Syncada was an American global financial supply chain network that offered business-to-business payments in the cloud under the software as a service (SaaS) model.

It was a joint venture between Visa and U.S. Bancorp, Syncada launched in July 2009. U.S. Bank was Syncada's first bank customer. Commerce Bank was the second to join the network in 2010. In March 2011, Citibank became the third bank to use the network.
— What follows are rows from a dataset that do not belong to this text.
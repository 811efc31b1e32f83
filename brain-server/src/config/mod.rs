//! Service configuration: a TOML file overlaid with environment variables.

mod error;

pub use error::ConfigError;

use brain_core::agent::{DEFAULT_MAX_ITERATIONS, DEFAULT_MODEL};
use brain_core::model::{ProviderKind, ProviderSettings};
use serde::Deserialize;
use std::fs;
use std::io;
use std::net::SocketAddr;
use std::path::Path;
use std::str::FromStr;
use std::time::Duration;
use tracing::{debug, info};

pub const CONFIG_PATH: &str = "config/brain.toml";

const ANTHROPIC_ENDPOINT: &str = "https://api.anthropic.com";
const OLLAMA_BASE_URL: &str = "http://localhost:11434";
const OLLAMA_MODEL: &str = "llama3.1";
const TOOL_HOST: &str = "host.docker.internal";

#[derive(Debug, Clone, Default, Deserialize)]
#[serde(default)]
pub struct AppConfig {
    pub server: ServerSettings,
    pub llm: LlmSettings,
    pub agent: AgentSettings,
    pub history: HistorySettings,
    pub logging: LoggingSettings,
    pub tools: ToolSettings,
    /// Tool servers. Empty means the built-in set.
    pub servers: Vec<ServerConfig>,
}

#[derive(Debug, Clone, Deserialize)]
#[serde(default)]
pub struct ServerSettings {
    pub host: String,
    pub port: u16,
}

impl Default for ServerSettings {
    fn default() -> Self {
        Self {
            host: "0.0.0.0".to_string(),
            port: 8000,
        }
    }
}

#[derive(Debug, Clone, Deserialize)]
#[serde(default)]
pub struct LlmSettings {
    pub provider: ProviderKind,
    pub model: String,
    pub anthropic_api_key: Option<String>,
    pub anthropic_endpoint: String,
    pub ollama_base_url: String,
    pub ollama_model: String,
    pub max_tokens: u32,
    pub temperature: f32,
    pub timeout_secs: u64,
}

impl Default for LlmSettings {
    fn default() -> Self {
        Self {
            provider: ProviderKind::Anthropic,
            model: DEFAULT_MODEL.to_string(),
            anthropic_api_key: None,
            anthropic_endpoint: ANTHROPIC_ENDPOINT.to_string(),
            ollama_base_url: OLLAMA_BASE_URL.to_string(),
            ollama_model: OLLAMA_MODEL.to_string(),
            max_tokens: 4096,
            temperature: 0.7,
            timeout_secs: 120,
        }
    }
}

impl LlmSettings {
    /// Model name sent with every request for the selected provider.
    pub fn active_model(&self) -> &str {
        match self.provider {
            ProviderKind::Anthropic => &self.model,
            ProviderKind::Ollama => &self.ollama_model,
        }
    }

    pub fn provider_settings(&self) -> ProviderSettings {
        let (endpoint, api_key) = match self.provider {
            ProviderKind::Anthropic => (
                self.anthropic_endpoint.clone(),
                self.anthropic_api_key.clone(),
            ),
            ProviderKind::Ollama => (self.ollama_base_url.clone(), None),
        };
        ProviderSettings {
            kind: self.provider,
            endpoint,
            api_key,
            max_tokens: self.max_tokens,
            temperature: self.temperature,
            timeout: Duration::from_secs(self.timeout_secs),
        }
    }
}

#[derive(Debug, Clone, Deserialize)]
#[serde(default)]
pub struct AgentSettings {
    pub max_iterations: usize,
}

impl Default for AgentSettings {
    fn default() -> Self {
        Self {
            max_iterations: DEFAULT_MAX_ITERATIONS,
        }
    }
}

#[derive(Debug, Clone, Copy, Default, PartialEq, Eq, Deserialize)]
#[serde(rename_all = "lowercase")]
pub enum HistoryBackend {
    #[default]
    Redis,
    Memory,
}

#[derive(Debug, Clone, Deserialize)]
#[serde(default)]
pub struct HistorySettings {
    pub backend: HistoryBackend,
    pub redis_host: String,
    pub redis_port: u16,
    pub redis_db: u32,
    pub max_messages: usize,
}

impl Default for HistorySettings {
    fn default() -> Self {
        Self {
            backend: HistoryBackend::Redis,
            redis_host: "localhost".to_string(),
            redis_port: 6379,
            redis_db: 0,
            max_messages: 50,
        }
    }
}

impl HistorySettings {
    pub fn redis_url(&self) -> String {
        format!(
            "redis://{}:{}/{}",
            self.redis_host, self.redis_port, self.redis_db
        )
    }
}

#[derive(Debug, Clone, Deserialize)]
#[serde(default)]
pub struct LoggingSettings {
    pub level: String,
    pub json: bool,
}

impl Default for LoggingSettings {
    fn default() -> Self {
        Self {
            level: "info".to_string(),
            json: false,
        }
    }
}

#[derive(Debug, Clone, Deserialize)]
#[serde(default)]
pub struct ToolSettings {
    pub timeout_secs: u64,
    /// Home-lab address hosting the Home Assistant tool server.
    pub homelab_ip: Option<String>,
}

impl Default for ToolSettings {
    fn default() -> Self {
        Self {
            timeout_secs: 30,
            homelab_ip: None,
        }
    }
}

#[derive(Debug, Clone, PartialEq, Eq, Deserialize)]
pub struct ServerConfig {
    pub name: String,
    pub url: String,
}

impl ServerConfig {
    pub fn new(name: impl Into<String>, url: impl Into<String>) -> Self {
        Self {
            name: name.into(),
            url: url.into(),
        }
    }
}

impl AppConfig {
    /// Read `path`, or `config/brain.toml` when none is given. A missing
    /// default file yields defaults; a missing explicit file is an error.
    pub fn load(path: Option<&Path>) -> Result<Self, ConfigError> {
        if let Some(path) = path {
            return read_config(path);
        }
        match read_config(Path::new(CONFIG_PATH)) {
            Ok(config) => Ok(config),
            Err(ConfigError::Io { source, .. }) if source.kind() == io::ErrorKind::NotFound => {
                info!("Configuration file not found; using defaults");
                Ok(Self::default())
            }
            Err(other) => Err(other),
        }
    }

    /// Loads the file and then applies process environment overrides.
    pub fn from_env(path: Option<&Path>) -> Result<Self, ConfigError> {
        let mut config = Self::load(path)?;
        config.apply_env_overrides(|var| std::env::var(var).ok())?;
        Ok(config)
    }

    pub fn apply_env_overrides<F>(&mut self, lookup: F) -> Result<(), ConfigError>
    where
        F: Fn(&str) -> Option<String>,
    {
        let env = EnvReader { lookup };

        if let Some(key) = env.string("ANTHROPIC_API_KEY") {
            self.llm.anthropic_api_key = Some(key);
        }
        if let Some(provider) = env.string("LLM_PROVIDER") {
            self.llm.provider = match provider.to_ascii_lowercase().as_str() {
                "anthropic" => ProviderKind::Anthropic,
                "ollama" => ProviderKind::Ollama,
                _ => return Err(ConfigError::invalid_env("LLM_PROVIDER", &provider)),
            };
        }
        env.assign("DEFAULT_MODEL", &mut self.llm.model);
        env.assign("OLLAMA_BASE_URL", &mut self.llm.ollama_base_url);
        env.assign("OLLAMA_MODEL", &mut self.llm.ollama_model);
        env.parse("MAX_TOKENS", &mut self.llm.max_tokens)?;
        env.parse("TEMPERATURE", &mut self.llm.temperature)?;

        env.assign("REDIS_HOST", &mut self.history.redis_host);
        env.parse("REDIS_PORT", &mut self.history.redis_port)?;
        env.parse("REDIS_DB", &mut self.history.redis_db)?;

        env.assign("BRAIN_HOST", &mut self.server.host);
        env.parse("BRAIN_PORT", &mut self.server.port)?;

        if let Some(ip) = env.string("HOMELAB_TAILSCALE_IP") {
            self.tools.homelab_ip = Some(ip);
        }
        env.assign("LOG_LEVEL", &mut self.logging.level);
        env.parse("LOG_JSON", &mut self.logging.json)?;
        env.parse("MAX_ITERATIONS", &mut self.agent.max_iterations)?;
        Ok(())
    }

    pub fn bind_addr(&self) -> Result<SocketAddr, ConfigError> {
        let address = format!("{}:{}", self.server.host, self.server.port);
        address
            .parse()
            .map_err(|_| ConfigError::InvalidAddress { address })
    }

    /// Configured tool servers, or the built-in set when none are listed.
    pub fn tool_servers(&self) -> Vec<ServerConfig> {
        if !self.servers.is_empty() {
            return self.servers.clone();
        }
        default_servers(self.tools.homelab_ip.as_deref())
    }
}

fn default_servers(homelab_ip: Option<&str>) -> Vec<ServerConfig> {
    let mut servers = vec![
        ServerConfig::new("filesystem", format!("http://{TOOL_HOST}:8001/sse")),
        ServerConfig::new("shell", format!("http://{TOOL_HOST}:8002/sse")),
        ServerConfig::new("browser", format!("http://{TOOL_HOST}:8003/sse")),
    ];
    if let Some(ip) = homelab_ip.filter(|ip| !ip.trim().is_empty()) {
        servers.push(ServerConfig::new(
            "homeassistant",
            format!("http://{ip}:8010/sse"),
        ));
    }
    servers.push(ServerConfig::new(
        "todoist",
        format!("http://{TOOL_HOST}:8011/sse"),
    ));
    servers
}

struct EnvReader<F> {
    lookup: F,
}

impl<F> EnvReader<F>
where
    F: Fn(&str) -> Option<String>,
{
    fn string(&self, var: &str) -> Option<String> {
        (self.lookup)(var).filter(|value| !value.trim().is_empty())
    }

    fn assign(&self, var: &str, target: &mut String) {
        if let Some(value) = self.string(var) {
            *target = value;
        }
    }

    fn parse<T: FromStr>(&self, var: &str, target: &mut T) -> Result<(), ConfigError> {
        if let Some(value) = self.string(var) {
            *target = value
                .trim()
                .parse()
                .map_err(|_| ConfigError::invalid_env(var, &value))?;
        }
        Ok(())
    }
}

fn read_config(path: &Path) -> Result<AppConfig, ConfigError> {
    debug!(path = %path.display(), "Reading configuration file");
    let content = fs::read_to_string(path).map_err(|source| ConfigError::Io {
        path: path.to_path_buf(),
        source,
    })?;
    toml::from_str(&content).map_err(|source| ConfigError::Parse {
        path: path.to_path_buf(),
        source,
    })
}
US Bank has bought back the shares of Syncada from Visa and Syncada was functionalized within US Bank Corporate Payments Group.

==History==
Syncada's creation stems from PowerTrack, an online platform for invoice processing, payment and trade financing, launched by U.S. Bancorp in 1997. In 2009, U.S. Bancorp divested PowerTrack

In January 2010, Syncada named Kurt Schneiber chief executive officer. He joined from Fortent, an anti-money-laundering software provider, where he was president. He received recognition as one of Treasury & Risk's most-influential people in finance for 2011. In September 2011, it named Kay LaBare chief information officer.